Women were the victims in all four attempted murder and murder cases investigated by ACT police last year.
So as ACT police repeatedly claim that the national capital is one of the safest places to live and work, the most heinous of crimes they investigated were most unusually gender-skewed. The ACT, like Tasmania, has the lowest murder rates in the country but for all victims to be female is very unusual.
Across the rest of the country, male victims outnumber female by more than two to one.
For example the National Homicide Monitoring Program reported that in 2020-21 there were 152 male murder victims and 69 female.
The alleged murder in July last year of 92-year-old Jean Morley by her husband Donald at the couple's family home in Fisher revealed that age, too, is no discriminator. The accused is believed to be the oldest person charged with murder in ACT criminal history.
The couple had been married for 69 years. In a sad revelation to the court, it appears that Mrs Morley had experienced dementia for at least the last year of her life and a note left by the accused read "we were both afraid of the future".
Family violence was the court classification placed on the file of 70-year-old Van Thanh Vu, who is accused of stabbing to death 65-year-old Thi Thuy Huong Nguyen, at the family home on Kinloch Circuit, Bruce, on October 23.

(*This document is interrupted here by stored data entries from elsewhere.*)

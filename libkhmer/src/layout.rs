//! Khmer (NiDA-style) keyboard layout.
//!
//! Five rows on a 30-column grid; regular keys are two columns wide. Each
//! character key carries the Latin pair (`english`/`english_shift`) and the
//! Khmer base/shift/AltGr variants. Space types U+200B in Khmer mode, the
//! conventional word separator, and a real space with Shift.

use libkhmer_core::{KeyDescriptor, KeyKind, LayoutError, LayoutTable};

fn ch(code: &str, en: &str, en_shift: &str, km: &str, km_shift: &str, km_alt: &str) -> KeyDescriptor {
    KeyDescriptor::character(code, km, km_shift, km_alt, en, en_shift)
}

fn action(code: &str, label: &str, width: u8) -> KeyDescriptor {
    KeyDescriptor::structural(code, label, KeyKind::Action).with_width(width)
}

fn modifier(code: &str, label: &str, width: u8) -> KeyDescriptor {
    KeyDescriptor::structural(code, label, KeyKind::Modifier).with_width(width)
}

/// Layout rows, top to bottom.
pub fn khmer_layout_rows() -> Vec<Vec<KeyDescriptor>> {
    vec![
        // Number row: 13 * 2 + 4
        vec![
            ch("Backquote", "`", "~", "«", "»", "\u{200D}"),
            ch("Digit1", "1", "!", "១", "!", "\u{200C}"),
            ch("Digit2", "2", "@", "២", "ៗ", "@"),
            ch("Digit3", "3", "#", "៣", "\"", "៑"),
            ch("Digit4", "4", "$", "៤", "៛", "$"),
            ch("Digit5", "5", "%", "៥", "%", "€"),
            ch("Digit6", "6", "^", "៦", "៍", "៙"),
            ch("Digit7", "7", "&", "៧", "័", "៚"),
            ch("Digit8", "8", "*", "៨", "៏", "*"),
            ch("Digit9", "9", "(", "៩", "(", "{"),
            ch("Digit0", "0", ")", "០", ")", "}"),
            ch("Minus", "-", "_", "ឥ", "៌", "×"),
            ch("Equal", "=", "+", "ឲ", "=", "៎"),
            action("Backspace", "Backspace", 4),
        ],
        // Top letter row: 3 + 12 * 2 + 3
        vec![
            action("Tab", "Tab", 3),
            ch("KeyQ", "Q", "Q", "ឆ", "ឈ", ""),
            ch("KeyW", "W", "W", "ឹ", "ឺ", ""),
            ch("KeyE", "E", "E", "េ", "ែ", "ឯ"),
            ch("KeyR", "R", "R", "រ", "ឬ", "ឫ"),
            ch("KeyT", "T", "T", "ត", "ទ", ""),
            ch("KeyY", "Y", "Y", "យ", "ួ", ""),
            ch("KeyU", "U", "U", "ុ", "ូ", ""),
            ch("KeyI", "I", "I", "ិ", "ី", "ឦ"),
            ch("KeyO", "O", "O", "ោ", "ៅ", "ឱ"),
            ch("KeyP", "P", "P", "ផ", "ភ", "ឰ"),
            ch("BracketLeft", "[", "{", "ៀ", "ឿ", "ឩ"),
            ch("BracketRight", "]", "}", "ឪ", "ឧ", "ឳ"),
            ch("Backslash", "\\", "|", "ឮ", "ឭ", "\\").with_width(3),
        ],
        // Home row: 4 + 11 * 2 + 4
        vec![
            action("CapsLock", "Caps Lock", 4),
            ch("KeyA", "A", "A", "ា", "ាំ", ""),
            ch("KeyS", "S", "S", "ស", "ៃ", ""),
            ch("KeyD", "D", "D", "ដ", "ឌ", ""),
            ch("KeyF", "F", "F", "ថ", "ធ", ""),
            ch("KeyG", "G", "G", "ង", "អ", ""),
            ch("KeyH", "H", "H", "ហ", "ះ", ""),
            ch("KeyJ", "J", "J", "្", "ញ", ""),
            ch("KeyK", "K", "K", "ក", "គ", ""),
            ch("KeyL", "L", "L", "ល", "ឡ", ""),
            ch("Semicolon", ";", ":", "ើ", "ោះ", "៖"),
            ch("Quote", "'", "\"", "់", "៉", "ៈ"),
            action("Enter", "Enter", 4),
        ],
        // Bottom letter row: 5 + 10 * 2 + 5
        vec![
            modifier("ShiftLeft", "Shift", 5),
            ch("KeyZ", "Z", "Z", "ឋ", "ឍ", ""),
            ch("KeyX", "X", "X", "ខ", "ឃ", ""),
            ch("KeyC", "C", "C", "ច", "ជ", ""),
            ch("KeyV", "V", "V", "វ", "េះ", ""),
            ch("KeyB", "B", "B", "ប", "ព", ""),
            ch("KeyN", "N", "N", "ន", "ណ", ""),
            ch("KeyM", "M", "M", "ម", "ំ", ""),
            ch("Comma", ",", "<", "ុំ", "ុះ", ","),
            ch("Period", ".", ">", "។", "៕", "."),
            ch("Slash", "/", "?", "៊", "?", "/"),
            modifier("ShiftRight", "Shift", 5),
        ],
        // Space row
        vec![
            modifier("ControlLeft", "Ctrl", 3),
            modifier("Fn", "Fn", 2),
            modifier("MetaLeft", "Win", 3),
            modifier("AltLeft", "Alt", 3),
            ch("Space", " ", " ", "\u{200B}", " ", "")
                .with_label("Space")
                .with_width(10),
            modifier("AltRight", "Alt", 3),
            modifier("ControlRight", "Ctrl", 3),
            action("ArrowLeft", "", 1),
            // Split key: the on-screen keyboard sends ArrowUp / ArrowDown
            action("ArrowUpDown", "", 1),
            action("ArrowRight", "", 1),
        ],
    ]
}

/// Validated Khmer layout table.
pub fn khmer_layout() -> Result<LayoutTable, LayoutError> {
    LayoutTable::from_rows(khmer_layout_rows())
}

#[cfg(test)]
mod tests {
    use super::*;

    #[test]
    fn rows_fill_the_grid() {
        for row in khmer_layout_rows() {
            let width: u32 = row.iter().map(|k| k.width as u32).sum();
            assert_eq!(width, 30, "row starting with {}", row[0].code);
        }
    }

    #[test]
    fn table_validates() {
        let table = khmer_layout().unwrap();
        assert_eq!(table.rows().len(), 5);
        assert_eq!(table.len(), 14 + 14 + 13 + 12 + 10);
    }

    #[test]
    fn space_types_the_invisible_marker() {
        let table = khmer_layout().unwrap();
        let space = table.get("Space").unwrap();
        assert_eq!(space.base, "\u{200B}");
        assert_eq!(space.shift, " ");
        assert_eq!(space.kind, KeyKind::Character);
    }

    #[test]
    fn caps_lock_is_an_action_key() {
        let table = khmer_layout().unwrap();
        assert_eq!(table.get("CapsLock").unwrap().kind, KeyKind::Action);
        assert_eq!(table.get("ShiftRight").unwrap().kind, KeyKind::Modifier);
    }
}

The couple's daughter found her mother dead in the kitchen. Vu, yet to face court, had his charges read at a hospital bedside hearing where was treated for injuries to his wrists.

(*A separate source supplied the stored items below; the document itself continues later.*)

//! Read-only layout table.
//!
//! The table is built once from rows of `KeyDescriptor`s, validated, and then
//! shared (usually behind an `Arc`) by the resolver, the engine and any
//! virtual-keyboard renderer. Rows are kept in order because the on-screen
//! keyboard draws them; lookups go through a code index.

use std::collections::HashMap;

use thiserror::Error;

use crate::key::{KeyDescriptor, KeyKind};

/// Validation failures when building a layout table.
#[derive(Debug, Clone, PartialEq, Eq, Error)]
pub enum LayoutError {
    #[error("key code `{0}` appears more than once in the layout")]
    DuplicateCode(String),
    #[error("character key `{0}` has no non-empty variant")]
    EmptyCharacterKey(String),
}

/// Layout table: rows of keys plus an index from code to position.
#[derive(Debug, Clone)]
pub struct LayoutTable {
    rows: Vec<Vec<KeyDescriptor>>,
    index: HashMap<String, (usize, usize)>,
}

impl LayoutTable {
    /// Build a table from rows, enforcing unique codes and non-empty
    /// character keys.
    pub fn from_rows(rows: Vec<Vec<KeyDescriptor>>) -> Result<Self, LayoutError> {
        let mut index = HashMap::new();
        for (r, row) in rows.iter().enumerate() {
            for (c, key) in row.iter().enumerate() {
                if key.kind == KeyKind::Character && !key.has_any_variant() {
                    return Err(LayoutError::EmptyCharacterKey(key.code.clone()));
                }
                if index.insert(key.code.clone(), (r, c)).is_some() {
                    return Err(LayoutError::DuplicateCode(key.code.clone()));
                }
            }
        }
        Ok(Self { rows, index })
    }

    /// Single-row convenience constructor, mostly for tests.
    pub fn from_keys(keys: Vec<KeyDescriptor>) -> Result<Self, LayoutError> {
        Self::from_rows(vec![keys])
    }

    /// Look up a key by its code.
    pub fn get(&self, code: &str) -> Option<&KeyDescriptor> {
        self.index.get(code).map(|&(r, c)| &self.rows[r][c])
    }

    pub fn contains(&self, code: &str) -> bool {
        self.index.contains_key(code)
    }

    /// Rows in presentation order.
    pub fn rows(&self) -> &[Vec<KeyDescriptor>] {
        &self.rows
    }

    /// All keys, row by row.
    pub fn keys(&self) -> impl Iterator<Item = &KeyDescriptor> {
        self.rows.iter().flatten()
    }

    pub fn len(&self) -> usize {
        self.index.len()
    }

    pub fn is_empty(&self) -> bool {
        self.index.is_empty()
    }
}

Such is the protracted nature of evidence-gathering, investigation and court hearings into serious crime that it wasn't until December this year that a sentence was handed down in arguably one of the territory's most brutal attempted murder family violence cases of recent years.

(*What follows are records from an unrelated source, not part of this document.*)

//! Textual keystroke notation for scripted input.
//!
//! A script is a whitespace-separated list of strokes:
//!
//! - `KeyK` - physical key by code
//! - `Shift+KeyA`, `AltGr+Digit5`, `Caps+KeyA` - physical key with the
//!   platform modifier flags set (`Shift`, `Ctrl`, `Alt`, `AltGr`, `Meta`,
//!   `Caps`) or reported as a dead key (`Dead`)
//! - `v:ShiftLeft` - click on the on-screen keyboard
//!
//! Each physical stroke is replayed as key-down then key-up, and deferred
//! work is drained after every stroke, like a platform timer would.

use libkhmer_core::{ImeEngine, KeyResult, ModifierFlags, PhysicalKeyEvent, SurfaceHost};
use phf::phf_map;
use thiserror::Error;

#[derive(Debug, Clone, Copy, PartialEq, Eq)]
enum Prefix {
    Shift,
    Ctrl,
    Alt,
    AltGraph,
    Meta,
    CapsLock,
    Dead,
}

static PREFIXES: phf::Map<&'static str, Prefix> = phf_map! {
    "shift" => Prefix::Shift,
    "ctrl" => Prefix::Ctrl,
    "control" => Prefix::Ctrl,
    "alt" => Prefix::Alt,
    "altgr" => Prefix::AltGraph,
    "altgraph" => Prefix::AltGraph,
    "meta" => Prefix::Meta,
    "caps" => Prefix::CapsLock,
    "capslock" => Prefix::CapsLock,
    "dead" => Prefix::Dead,
};

#[derive(Debug, Clone, PartialEq, Eq, Error)]
pub enum KeystrokeError {
    #[error("empty keystroke")]
    Empty,
    #[error("unknown modifier `{0}` in keystroke `{1}`")]
    UnknownModifier(String, String),
    #[error("keystroke `{0}` has no key code")]
    MissingCode(String),
}

/// One scripted stroke.
#[derive(Debug, Clone, PartialEq, Eq)]
pub enum Keystroke {
    Physical(PhysicalKeyEvent),
    Virtual(String),
}

/// Parse a single stroke.
pub fn parse_keystroke(token: &str) -> Result<Keystroke, KeystrokeError> {
    let token = token.trim();
    if token.is_empty() {
        return Err(KeystrokeError::Empty);
    }
    if let Some(code) = token.strip_prefix("v:") {
        if code.is_empty() {
            return Err(KeystrokeError::MissingCode(token.to_string()));
        }
        return Ok(Keystroke::Virtual(code.to_string()));
    }

    let mut parts: Vec<&str> = token.split('+').collect();
    let code = match parts.pop() {
        Some(code) if !code.is_empty() => code,
        _ => return Err(KeystrokeError::MissingCode(token.to_string())),
    };

    let mut flags = ModifierFlags::none();
    let mut dead = false;
    for part in parts {
        let prefix = PREFIXES
            .get(part.to_ascii_lowercase().as_str())
            .copied()
            .ok_or_else(|| KeystrokeError::UnknownModifier(part.to_string(), token.to_string()))?;
        match prefix {
            Prefix::Shift => flags.shift = true,
            Prefix::Ctrl => flags.ctrl = true,
            Prefix::Alt => flags.alt = true,
            Prefix::AltGraph => flags.alt_graph = true,
            Prefix::Meta => flags.meta = true,
            Prefix::CapsLock => flags.caps_lock = true,
            Prefix::Dead => dead = true,
        }
    }

    let key = if dead { libkhmer_core::key::DEAD_KEY } else { code };
    Ok(Keystroke::Physical(PhysicalKeyEvent::new(code, key, flags)))
}

/// Parse a whitespace-separated script.
pub fn parse_script(script: &str) -> Result<Vec<Keystroke>, KeystrokeError> {
    script.split_whitespace().map(parse_keystroke).collect()
}

/// Replay strokes into `engine`. Returns how many were handled by the IME.
pub fn replay<H: SurfaceHost>(engine: &mut ImeEngine<H>, strokes: &[Keystroke]) -> usize {
    let mut handled = 0;
    for stroke in strokes {
        let result = match stroke {
            Keystroke::Physical(event) => {
                let result = engine.handle_key_down(event);
                // Everything but the caps indicator is released with the key
                let mut release = event.clone();
                release.flags = ModifierFlags {
                    caps_lock: event.flags.caps_lock,
                    ..ModifierFlags::none()
                };
                engine.handle_key_up(&release);
                result
            }
            Keystroke::Virtual(code) => engine.handle_virtual_key(code),
        };
        engine.drain_deferred();
        if result == KeyResult::Handled {
            handled += 1;
        }
    }
    handled
}

#[cfg(test)]
mod tests {
    use super::*;

    #[test]
    fn plain_and_modified_strokes() {
        assert_eq!(
            parse_keystroke("KeyK").unwrap(),
            Keystroke::Physical(PhysicalKeyEvent::new("KeyK", "KeyK", ModifierFlags::none()))
        );
        let Keystroke::Physical(event) = parse_keystroke("Shift+AltGr+Digit5").unwrap() else {
            panic!("expected physical stroke");
        };
        assert!(event.flags.shift && event.flags.alt_graph);
        assert!(!event.flags.ctrl);
        assert_eq!(event.code, "Digit5");
    }

    #[test]
    fn modifier_names_are_case_insensitive() {
        let Keystroke::Physical(event) = parse_keystroke("caps+KeyA").unwrap() else {
            panic!("expected physical stroke");
        };
        assert!(event.flags.caps_lock);
    }

    #[test]
    fn dead_prefix_sets_logical_key() {
        let Keystroke::Physical(event) = parse_keystroke("Dead+Quote").unwrap() else {
            panic!("expected physical stroke");
        };
        assert!(event.is_dead_key());
        assert_eq!(event.code, "Quote");
    }

    #[test]
    fn virtual_strokes() {
        assert_eq!(
            parse_keystroke("v:ShiftLeft").unwrap(),
            Keystroke::Virtual("ShiftLeft".into())
        );
    }

    #[test]
    fn errors() {
        assert_eq!(parse_keystroke("  "), Err(KeystrokeError::Empty));
        assert_eq!(
            parse_keystroke("Shift+"),
            Err(KeystrokeError::MissingCode("Shift+".into()))
        );
        assert_eq!(parse_keystroke("v:"), Err(KeystrokeError::MissingCode("v:".into())));
        assert!(matches!(
            parse_keystroke("Hyper+KeyA"),
            Err(KeystrokeError::UnknownModifier(m, _)) if m == "Hyper"
        ));
    }

    #[test]
    fn script_splits_on_whitespace() {
        let strokes = parse_script("KeyK  KeyA\nv:Space").unwrap();
        assert_eq!(strokes.len(), 3);
        assert!(parse_script("KeyK Bogus+KeyA").is_err());
    }
}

In late September 2022, 53-year-old Daryl Robertson viciously attacked and injured a woman in a Charnwood home.
Passers-by heard screams for help as the victim ran into the backyard. On a Priority One response, police rushed to the home where they found the woman had been stabbed 11 times in the body, face and neck with a carving knife.
The perpetrator had also used several aerosol cans and pages of newspaper as makeshift torches to inflict burns to 21 per cent of her body.
Attending police first thought a blowtorch had been used in the attack until Robertson admitted otherwise. The victim required hospital treatment for a year, together with seven surgeries.
In December last year, almost 15 months after the attack described by the case prosecutor as "sustained and torturous", Robertson was sentenced to 27 years in prison.
It was one of the longest prison terms imposed in the ACT since Marcus Rappel was locked away for 32 years and four months for the brutal axe murder of his partner Tara Costigan in Calwell in February 2015.
Two young female students at the ANU suffered traumatic stab injuries in a politically charged debate around the day release of alleged offender, 24-year-old Alex Ophel from a secure mental facility in September.
Ophel had been signed out from the Gawanggal Mental Health Unit in Bruce on September 22. He was reported missing about 15 minutes after the first emergency call was received about the alleged attack near Fellows Oval.
Ophel has been charged with two counts of attempted murder, two counts of assault and one count of possessing an object to be used to kill.
In an effort to quell the concerns of the victims' parents and ANU staff, ACT chief psychiatrist Dinesh Arya is reviewing the circumstances leading up to the incident. Canberra Health Services is not committing to the report's full release, citing "strict privacy of protected information".
Then, in the week before Christmas, 29-year-old Tshewang Choden was stabbed to death, with her body found in the commercial kitchen of the National Zoo and Aquarium.
Co-worker and sous chef in the kitchen Jude Wijesinghe, from Oaks Estate, has been charged with her murder. He had pleaded not guilty and will appear in court in April.